WORK ITEM
Find the word "PrimaryKey" in the data, then copy each line where it is found.

DATASET RECORDS
= Beginning of Section =

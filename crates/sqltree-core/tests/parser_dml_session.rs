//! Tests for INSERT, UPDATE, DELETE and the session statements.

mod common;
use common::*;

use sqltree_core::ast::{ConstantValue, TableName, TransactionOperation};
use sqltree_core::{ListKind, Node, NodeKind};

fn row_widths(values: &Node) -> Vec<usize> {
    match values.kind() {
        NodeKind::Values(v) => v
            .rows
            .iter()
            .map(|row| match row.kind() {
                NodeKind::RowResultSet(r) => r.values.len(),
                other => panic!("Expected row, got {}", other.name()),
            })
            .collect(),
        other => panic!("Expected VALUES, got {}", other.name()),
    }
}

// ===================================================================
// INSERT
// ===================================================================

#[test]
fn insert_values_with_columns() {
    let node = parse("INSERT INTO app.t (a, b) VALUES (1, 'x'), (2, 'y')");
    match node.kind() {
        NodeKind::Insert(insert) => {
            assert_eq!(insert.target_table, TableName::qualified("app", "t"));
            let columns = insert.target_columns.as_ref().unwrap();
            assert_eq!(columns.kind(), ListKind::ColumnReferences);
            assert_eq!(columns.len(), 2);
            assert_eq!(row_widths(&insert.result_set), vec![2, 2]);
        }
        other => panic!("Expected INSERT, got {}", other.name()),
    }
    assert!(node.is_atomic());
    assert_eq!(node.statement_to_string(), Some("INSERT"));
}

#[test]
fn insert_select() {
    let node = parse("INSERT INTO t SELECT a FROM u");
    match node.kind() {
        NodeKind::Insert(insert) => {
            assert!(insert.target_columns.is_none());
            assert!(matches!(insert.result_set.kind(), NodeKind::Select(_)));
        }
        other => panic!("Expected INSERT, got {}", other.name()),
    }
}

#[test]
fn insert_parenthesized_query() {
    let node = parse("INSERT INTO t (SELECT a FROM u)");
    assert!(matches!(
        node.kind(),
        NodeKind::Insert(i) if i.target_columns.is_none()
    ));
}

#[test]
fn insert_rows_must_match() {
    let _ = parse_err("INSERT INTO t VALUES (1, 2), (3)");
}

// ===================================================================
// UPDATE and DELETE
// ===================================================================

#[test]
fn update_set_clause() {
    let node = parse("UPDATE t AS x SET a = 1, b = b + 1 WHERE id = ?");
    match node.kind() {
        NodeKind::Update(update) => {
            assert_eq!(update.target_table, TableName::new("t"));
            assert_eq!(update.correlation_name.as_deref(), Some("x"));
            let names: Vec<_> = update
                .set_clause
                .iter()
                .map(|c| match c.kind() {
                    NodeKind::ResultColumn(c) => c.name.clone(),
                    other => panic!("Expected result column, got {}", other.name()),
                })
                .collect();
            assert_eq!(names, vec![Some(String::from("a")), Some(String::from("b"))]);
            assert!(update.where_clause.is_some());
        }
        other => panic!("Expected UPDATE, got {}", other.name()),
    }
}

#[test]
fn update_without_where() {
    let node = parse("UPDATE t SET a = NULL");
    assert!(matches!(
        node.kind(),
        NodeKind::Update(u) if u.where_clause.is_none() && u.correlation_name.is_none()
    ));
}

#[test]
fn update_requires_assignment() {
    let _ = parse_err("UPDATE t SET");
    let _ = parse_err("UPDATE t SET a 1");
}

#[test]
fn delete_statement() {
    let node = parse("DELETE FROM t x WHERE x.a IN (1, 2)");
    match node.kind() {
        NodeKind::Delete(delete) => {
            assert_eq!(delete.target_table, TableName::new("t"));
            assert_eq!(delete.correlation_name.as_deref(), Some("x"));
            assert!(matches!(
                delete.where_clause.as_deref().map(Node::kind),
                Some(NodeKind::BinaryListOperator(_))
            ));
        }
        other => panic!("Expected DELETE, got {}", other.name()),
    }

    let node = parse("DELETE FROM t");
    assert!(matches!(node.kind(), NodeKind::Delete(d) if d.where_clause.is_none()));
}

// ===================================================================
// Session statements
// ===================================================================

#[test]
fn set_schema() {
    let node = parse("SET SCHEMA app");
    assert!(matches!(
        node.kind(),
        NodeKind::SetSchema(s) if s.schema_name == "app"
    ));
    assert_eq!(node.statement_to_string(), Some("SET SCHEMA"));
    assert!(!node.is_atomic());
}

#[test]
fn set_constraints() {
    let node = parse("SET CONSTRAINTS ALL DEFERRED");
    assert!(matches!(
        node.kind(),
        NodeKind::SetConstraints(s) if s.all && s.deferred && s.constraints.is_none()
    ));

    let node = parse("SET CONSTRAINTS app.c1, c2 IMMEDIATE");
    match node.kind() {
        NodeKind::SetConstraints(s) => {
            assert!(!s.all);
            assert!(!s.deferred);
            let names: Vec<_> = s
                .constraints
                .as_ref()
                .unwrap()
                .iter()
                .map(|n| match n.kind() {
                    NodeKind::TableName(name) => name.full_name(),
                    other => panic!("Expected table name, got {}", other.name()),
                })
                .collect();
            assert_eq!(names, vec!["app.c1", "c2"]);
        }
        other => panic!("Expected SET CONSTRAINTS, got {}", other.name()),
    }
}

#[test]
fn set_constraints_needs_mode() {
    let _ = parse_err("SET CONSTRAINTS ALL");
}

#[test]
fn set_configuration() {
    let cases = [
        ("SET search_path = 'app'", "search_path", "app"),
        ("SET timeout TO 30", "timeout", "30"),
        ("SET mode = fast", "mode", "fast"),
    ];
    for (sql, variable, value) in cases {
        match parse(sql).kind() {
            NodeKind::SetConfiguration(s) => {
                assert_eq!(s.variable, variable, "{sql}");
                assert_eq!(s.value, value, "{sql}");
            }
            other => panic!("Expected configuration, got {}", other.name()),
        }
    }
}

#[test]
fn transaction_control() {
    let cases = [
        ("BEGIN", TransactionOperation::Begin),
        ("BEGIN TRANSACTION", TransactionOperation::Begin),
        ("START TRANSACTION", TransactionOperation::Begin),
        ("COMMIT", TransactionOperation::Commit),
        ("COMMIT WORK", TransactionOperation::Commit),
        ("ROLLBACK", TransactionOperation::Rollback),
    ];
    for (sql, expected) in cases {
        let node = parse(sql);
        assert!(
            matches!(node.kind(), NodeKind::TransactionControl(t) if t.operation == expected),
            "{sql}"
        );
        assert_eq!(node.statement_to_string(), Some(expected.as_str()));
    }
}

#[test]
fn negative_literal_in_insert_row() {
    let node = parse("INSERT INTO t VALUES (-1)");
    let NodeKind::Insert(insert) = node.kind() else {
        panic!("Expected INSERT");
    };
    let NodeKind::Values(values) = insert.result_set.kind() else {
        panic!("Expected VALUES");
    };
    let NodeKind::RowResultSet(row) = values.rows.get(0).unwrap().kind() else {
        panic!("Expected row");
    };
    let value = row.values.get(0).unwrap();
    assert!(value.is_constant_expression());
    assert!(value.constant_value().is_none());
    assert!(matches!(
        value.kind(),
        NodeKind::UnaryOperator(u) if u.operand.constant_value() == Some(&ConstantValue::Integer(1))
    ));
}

= End of Section =
= Beginning of Section =

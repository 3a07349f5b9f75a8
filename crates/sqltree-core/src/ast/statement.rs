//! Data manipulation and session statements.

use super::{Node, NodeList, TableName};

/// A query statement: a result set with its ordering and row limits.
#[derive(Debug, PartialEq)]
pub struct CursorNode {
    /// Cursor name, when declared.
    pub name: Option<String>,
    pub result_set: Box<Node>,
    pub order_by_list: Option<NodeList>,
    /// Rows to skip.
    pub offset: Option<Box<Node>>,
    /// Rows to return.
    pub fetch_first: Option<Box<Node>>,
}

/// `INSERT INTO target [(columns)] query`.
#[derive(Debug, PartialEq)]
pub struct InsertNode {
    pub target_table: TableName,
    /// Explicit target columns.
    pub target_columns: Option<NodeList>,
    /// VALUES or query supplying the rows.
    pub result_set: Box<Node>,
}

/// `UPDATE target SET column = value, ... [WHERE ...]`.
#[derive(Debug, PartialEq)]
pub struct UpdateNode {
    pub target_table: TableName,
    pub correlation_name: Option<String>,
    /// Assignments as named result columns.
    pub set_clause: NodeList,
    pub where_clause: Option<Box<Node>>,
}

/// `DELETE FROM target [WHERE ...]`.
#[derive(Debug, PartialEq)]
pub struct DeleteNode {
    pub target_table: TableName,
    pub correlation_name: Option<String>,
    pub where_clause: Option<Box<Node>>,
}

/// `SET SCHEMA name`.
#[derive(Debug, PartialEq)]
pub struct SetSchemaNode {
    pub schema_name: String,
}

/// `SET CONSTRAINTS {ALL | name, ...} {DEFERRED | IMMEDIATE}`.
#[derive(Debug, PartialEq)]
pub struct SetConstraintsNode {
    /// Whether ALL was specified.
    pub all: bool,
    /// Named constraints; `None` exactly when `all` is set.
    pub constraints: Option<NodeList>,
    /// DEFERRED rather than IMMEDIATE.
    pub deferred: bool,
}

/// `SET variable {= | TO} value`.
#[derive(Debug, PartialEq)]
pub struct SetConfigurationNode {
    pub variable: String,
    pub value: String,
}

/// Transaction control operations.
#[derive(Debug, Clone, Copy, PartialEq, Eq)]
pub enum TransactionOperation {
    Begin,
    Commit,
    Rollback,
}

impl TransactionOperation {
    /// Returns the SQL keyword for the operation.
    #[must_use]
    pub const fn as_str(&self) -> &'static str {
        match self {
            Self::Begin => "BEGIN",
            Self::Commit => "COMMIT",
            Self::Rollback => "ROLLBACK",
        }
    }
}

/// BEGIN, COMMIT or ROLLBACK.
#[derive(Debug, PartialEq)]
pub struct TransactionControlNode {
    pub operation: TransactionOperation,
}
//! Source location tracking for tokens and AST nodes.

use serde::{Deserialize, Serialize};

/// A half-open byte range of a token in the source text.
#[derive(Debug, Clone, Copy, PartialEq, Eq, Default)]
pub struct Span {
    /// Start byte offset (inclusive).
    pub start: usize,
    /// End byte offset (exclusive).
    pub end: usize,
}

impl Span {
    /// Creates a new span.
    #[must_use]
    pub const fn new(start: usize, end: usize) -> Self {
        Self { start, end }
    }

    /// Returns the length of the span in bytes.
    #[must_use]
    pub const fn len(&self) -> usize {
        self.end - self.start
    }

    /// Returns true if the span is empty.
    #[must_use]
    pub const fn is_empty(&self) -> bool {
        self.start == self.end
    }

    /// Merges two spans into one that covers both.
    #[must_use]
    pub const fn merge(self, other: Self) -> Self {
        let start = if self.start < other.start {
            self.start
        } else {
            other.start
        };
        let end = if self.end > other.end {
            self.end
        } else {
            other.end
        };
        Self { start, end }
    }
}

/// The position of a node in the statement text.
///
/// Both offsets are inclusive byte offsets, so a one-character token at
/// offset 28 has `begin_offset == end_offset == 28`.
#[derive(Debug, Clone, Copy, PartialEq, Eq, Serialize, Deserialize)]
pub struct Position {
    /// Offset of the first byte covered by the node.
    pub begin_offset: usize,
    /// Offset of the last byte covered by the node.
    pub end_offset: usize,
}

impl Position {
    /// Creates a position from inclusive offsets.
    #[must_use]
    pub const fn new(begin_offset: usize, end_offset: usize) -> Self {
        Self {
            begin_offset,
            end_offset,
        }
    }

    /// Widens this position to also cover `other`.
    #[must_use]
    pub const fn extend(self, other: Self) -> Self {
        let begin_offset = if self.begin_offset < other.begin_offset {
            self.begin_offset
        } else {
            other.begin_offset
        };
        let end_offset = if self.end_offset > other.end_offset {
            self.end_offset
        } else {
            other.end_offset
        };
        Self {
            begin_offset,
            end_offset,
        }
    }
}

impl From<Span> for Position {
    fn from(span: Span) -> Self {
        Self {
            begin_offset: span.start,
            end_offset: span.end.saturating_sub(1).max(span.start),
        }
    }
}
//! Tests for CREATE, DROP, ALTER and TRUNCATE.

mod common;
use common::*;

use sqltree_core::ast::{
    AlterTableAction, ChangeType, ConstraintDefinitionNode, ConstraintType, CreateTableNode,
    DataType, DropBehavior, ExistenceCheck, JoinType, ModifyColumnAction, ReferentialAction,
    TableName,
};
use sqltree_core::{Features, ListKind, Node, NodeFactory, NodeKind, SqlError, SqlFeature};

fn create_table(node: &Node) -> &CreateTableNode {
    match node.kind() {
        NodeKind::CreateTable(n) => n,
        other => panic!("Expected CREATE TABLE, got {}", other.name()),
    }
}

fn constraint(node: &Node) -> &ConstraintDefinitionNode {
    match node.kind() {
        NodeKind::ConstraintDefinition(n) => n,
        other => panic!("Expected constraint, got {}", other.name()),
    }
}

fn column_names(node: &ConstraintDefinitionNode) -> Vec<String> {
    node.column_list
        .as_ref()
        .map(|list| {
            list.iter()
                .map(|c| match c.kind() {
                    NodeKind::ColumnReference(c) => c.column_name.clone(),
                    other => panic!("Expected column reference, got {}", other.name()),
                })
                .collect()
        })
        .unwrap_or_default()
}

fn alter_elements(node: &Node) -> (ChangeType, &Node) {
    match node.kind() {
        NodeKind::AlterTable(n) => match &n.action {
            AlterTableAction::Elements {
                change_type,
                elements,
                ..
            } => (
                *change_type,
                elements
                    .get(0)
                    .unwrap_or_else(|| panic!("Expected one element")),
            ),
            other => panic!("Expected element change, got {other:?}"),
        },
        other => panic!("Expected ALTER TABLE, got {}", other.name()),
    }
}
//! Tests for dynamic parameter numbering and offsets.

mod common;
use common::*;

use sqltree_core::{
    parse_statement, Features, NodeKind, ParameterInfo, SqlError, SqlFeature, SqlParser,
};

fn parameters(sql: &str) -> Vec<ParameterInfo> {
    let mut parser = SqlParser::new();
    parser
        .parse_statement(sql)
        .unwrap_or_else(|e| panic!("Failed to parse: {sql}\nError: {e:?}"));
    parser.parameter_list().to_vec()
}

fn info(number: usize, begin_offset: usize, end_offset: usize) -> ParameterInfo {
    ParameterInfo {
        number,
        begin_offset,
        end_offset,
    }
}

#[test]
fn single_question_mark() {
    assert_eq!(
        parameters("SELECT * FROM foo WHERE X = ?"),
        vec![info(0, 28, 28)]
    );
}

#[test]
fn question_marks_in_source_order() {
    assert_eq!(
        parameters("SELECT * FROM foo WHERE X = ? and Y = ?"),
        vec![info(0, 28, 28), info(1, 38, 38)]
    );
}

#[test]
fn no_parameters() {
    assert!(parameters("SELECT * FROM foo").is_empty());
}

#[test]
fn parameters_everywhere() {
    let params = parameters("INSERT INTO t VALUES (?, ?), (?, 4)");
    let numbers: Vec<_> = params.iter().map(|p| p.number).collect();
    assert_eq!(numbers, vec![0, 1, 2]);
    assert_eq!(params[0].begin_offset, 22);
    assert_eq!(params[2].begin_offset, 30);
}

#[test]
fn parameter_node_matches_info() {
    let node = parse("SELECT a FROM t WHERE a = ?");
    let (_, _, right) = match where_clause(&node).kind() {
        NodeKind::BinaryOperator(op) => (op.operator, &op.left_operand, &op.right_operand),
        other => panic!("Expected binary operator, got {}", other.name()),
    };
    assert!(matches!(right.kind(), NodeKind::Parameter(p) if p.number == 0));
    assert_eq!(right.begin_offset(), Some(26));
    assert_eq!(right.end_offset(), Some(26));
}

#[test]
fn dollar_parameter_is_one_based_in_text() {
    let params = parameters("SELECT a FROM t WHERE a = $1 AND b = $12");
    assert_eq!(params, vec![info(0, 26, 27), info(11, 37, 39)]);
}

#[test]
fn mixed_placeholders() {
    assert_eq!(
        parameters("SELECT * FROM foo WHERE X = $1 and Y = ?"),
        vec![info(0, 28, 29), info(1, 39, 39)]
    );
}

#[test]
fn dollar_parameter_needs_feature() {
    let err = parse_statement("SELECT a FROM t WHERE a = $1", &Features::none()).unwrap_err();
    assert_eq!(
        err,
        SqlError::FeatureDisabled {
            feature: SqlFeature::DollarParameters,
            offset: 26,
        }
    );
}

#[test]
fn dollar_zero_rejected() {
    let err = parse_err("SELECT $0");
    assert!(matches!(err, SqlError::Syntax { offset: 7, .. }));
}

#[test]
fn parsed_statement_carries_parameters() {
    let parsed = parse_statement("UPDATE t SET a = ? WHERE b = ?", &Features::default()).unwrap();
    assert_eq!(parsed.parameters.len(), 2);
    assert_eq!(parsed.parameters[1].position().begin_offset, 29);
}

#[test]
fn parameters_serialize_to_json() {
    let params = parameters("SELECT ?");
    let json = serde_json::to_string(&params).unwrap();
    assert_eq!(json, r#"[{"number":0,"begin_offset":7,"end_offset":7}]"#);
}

= End of Section =
= Beginning of Section =

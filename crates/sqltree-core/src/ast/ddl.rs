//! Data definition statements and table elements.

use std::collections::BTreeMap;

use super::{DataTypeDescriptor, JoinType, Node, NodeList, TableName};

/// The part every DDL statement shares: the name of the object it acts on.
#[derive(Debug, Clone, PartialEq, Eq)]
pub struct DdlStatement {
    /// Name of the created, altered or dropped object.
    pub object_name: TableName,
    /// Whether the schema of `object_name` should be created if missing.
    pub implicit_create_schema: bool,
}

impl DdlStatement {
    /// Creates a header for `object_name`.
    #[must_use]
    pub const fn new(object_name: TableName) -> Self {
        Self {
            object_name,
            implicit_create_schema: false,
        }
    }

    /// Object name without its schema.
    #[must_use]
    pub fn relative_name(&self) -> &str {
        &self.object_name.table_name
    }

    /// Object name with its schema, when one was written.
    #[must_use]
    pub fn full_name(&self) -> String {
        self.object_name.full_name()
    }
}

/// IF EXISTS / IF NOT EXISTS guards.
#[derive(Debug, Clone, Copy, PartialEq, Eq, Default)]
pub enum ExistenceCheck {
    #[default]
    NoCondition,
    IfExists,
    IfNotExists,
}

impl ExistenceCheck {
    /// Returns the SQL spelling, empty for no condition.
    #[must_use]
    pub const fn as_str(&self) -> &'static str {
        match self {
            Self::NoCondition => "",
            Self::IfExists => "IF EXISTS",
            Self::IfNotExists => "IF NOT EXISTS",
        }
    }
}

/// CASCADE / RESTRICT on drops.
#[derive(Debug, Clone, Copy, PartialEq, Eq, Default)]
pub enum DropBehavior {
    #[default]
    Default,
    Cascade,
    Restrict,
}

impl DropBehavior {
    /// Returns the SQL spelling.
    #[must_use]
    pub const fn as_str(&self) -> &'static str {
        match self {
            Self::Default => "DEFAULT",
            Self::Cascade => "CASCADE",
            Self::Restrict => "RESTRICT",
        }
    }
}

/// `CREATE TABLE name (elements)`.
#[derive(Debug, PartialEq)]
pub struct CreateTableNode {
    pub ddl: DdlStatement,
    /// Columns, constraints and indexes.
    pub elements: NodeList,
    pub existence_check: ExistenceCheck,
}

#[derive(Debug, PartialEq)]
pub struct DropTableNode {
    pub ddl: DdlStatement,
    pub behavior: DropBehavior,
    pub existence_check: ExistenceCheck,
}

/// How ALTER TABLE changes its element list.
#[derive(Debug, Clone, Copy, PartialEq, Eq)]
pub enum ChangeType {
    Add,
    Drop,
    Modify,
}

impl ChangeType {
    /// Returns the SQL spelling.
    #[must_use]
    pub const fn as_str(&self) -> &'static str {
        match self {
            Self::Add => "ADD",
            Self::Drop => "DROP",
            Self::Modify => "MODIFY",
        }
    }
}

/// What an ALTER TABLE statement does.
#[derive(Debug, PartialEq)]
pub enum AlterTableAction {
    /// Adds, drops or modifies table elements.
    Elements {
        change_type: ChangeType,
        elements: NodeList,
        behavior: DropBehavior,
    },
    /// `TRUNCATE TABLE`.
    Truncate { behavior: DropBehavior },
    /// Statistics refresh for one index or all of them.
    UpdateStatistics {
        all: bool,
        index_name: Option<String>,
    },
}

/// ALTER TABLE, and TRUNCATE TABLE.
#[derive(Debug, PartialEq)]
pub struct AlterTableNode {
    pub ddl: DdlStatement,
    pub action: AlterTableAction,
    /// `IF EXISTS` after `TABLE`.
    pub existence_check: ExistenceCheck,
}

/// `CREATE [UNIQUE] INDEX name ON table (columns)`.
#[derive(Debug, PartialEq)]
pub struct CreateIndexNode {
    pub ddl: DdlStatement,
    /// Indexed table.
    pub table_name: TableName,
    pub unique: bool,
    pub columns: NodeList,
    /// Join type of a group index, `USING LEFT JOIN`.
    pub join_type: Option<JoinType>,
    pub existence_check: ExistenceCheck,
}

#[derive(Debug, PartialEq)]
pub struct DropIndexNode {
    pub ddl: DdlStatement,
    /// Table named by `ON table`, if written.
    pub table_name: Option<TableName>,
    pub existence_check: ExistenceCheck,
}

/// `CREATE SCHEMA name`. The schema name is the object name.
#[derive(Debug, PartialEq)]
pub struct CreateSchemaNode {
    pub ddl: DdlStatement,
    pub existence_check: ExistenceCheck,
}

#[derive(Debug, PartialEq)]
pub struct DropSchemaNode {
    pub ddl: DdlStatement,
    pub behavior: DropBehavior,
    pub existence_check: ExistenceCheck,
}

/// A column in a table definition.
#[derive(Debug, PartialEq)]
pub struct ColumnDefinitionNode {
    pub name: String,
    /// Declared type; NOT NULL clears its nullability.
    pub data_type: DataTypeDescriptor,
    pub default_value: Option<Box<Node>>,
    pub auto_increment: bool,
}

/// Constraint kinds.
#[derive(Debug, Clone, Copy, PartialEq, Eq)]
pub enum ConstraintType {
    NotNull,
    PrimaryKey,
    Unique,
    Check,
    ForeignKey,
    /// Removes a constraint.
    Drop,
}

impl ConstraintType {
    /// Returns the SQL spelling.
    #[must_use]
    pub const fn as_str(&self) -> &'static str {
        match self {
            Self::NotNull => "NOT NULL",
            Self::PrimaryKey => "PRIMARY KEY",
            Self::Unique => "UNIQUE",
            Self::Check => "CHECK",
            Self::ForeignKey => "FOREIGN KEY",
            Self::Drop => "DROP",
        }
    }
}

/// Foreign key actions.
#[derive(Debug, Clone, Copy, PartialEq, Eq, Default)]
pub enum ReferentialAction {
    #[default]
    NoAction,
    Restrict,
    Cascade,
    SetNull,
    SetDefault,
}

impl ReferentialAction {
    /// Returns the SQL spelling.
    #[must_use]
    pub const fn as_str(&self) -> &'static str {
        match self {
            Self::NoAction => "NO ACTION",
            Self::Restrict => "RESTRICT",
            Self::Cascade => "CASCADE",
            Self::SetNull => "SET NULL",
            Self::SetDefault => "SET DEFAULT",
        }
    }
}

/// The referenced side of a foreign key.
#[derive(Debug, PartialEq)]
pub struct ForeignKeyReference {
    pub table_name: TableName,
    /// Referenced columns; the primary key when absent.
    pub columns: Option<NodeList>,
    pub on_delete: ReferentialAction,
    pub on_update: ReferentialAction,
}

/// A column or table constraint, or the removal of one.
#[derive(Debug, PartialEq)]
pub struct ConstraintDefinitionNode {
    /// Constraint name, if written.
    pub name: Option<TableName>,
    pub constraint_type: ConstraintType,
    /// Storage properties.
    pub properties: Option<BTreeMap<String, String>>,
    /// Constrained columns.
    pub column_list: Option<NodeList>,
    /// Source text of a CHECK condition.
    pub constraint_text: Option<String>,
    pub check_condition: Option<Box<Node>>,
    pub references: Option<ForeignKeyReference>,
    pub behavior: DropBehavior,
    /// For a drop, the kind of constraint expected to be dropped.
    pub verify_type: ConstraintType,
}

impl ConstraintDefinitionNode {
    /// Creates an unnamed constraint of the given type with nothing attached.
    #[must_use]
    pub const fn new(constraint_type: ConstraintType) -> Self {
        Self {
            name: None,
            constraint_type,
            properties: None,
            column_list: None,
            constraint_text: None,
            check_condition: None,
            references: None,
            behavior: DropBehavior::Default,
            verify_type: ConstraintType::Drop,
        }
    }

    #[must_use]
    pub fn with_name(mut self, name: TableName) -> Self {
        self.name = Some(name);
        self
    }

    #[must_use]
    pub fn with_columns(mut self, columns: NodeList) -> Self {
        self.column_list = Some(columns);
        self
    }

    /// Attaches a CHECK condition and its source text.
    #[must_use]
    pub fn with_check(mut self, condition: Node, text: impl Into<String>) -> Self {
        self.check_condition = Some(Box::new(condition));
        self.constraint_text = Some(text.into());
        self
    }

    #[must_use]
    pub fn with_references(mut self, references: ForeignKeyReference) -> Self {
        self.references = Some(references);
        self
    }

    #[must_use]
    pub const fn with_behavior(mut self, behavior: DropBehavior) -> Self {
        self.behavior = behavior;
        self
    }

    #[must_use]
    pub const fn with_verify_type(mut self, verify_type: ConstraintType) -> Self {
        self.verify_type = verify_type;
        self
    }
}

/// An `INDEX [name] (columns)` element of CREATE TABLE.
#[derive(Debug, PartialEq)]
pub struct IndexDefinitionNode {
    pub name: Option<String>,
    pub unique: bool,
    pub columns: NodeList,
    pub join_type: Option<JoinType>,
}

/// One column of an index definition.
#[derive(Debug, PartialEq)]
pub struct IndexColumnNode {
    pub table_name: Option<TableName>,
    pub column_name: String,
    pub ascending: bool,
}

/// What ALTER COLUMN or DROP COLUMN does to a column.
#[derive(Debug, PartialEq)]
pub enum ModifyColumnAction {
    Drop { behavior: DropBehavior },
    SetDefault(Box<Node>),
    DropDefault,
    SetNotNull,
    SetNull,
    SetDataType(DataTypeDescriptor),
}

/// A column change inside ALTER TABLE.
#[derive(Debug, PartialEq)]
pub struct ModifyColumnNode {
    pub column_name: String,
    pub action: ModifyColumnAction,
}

= End of Section =

THE ANSWER
    PrimaryKey,
            Self::PrimaryKey => "PRIMARY KEY",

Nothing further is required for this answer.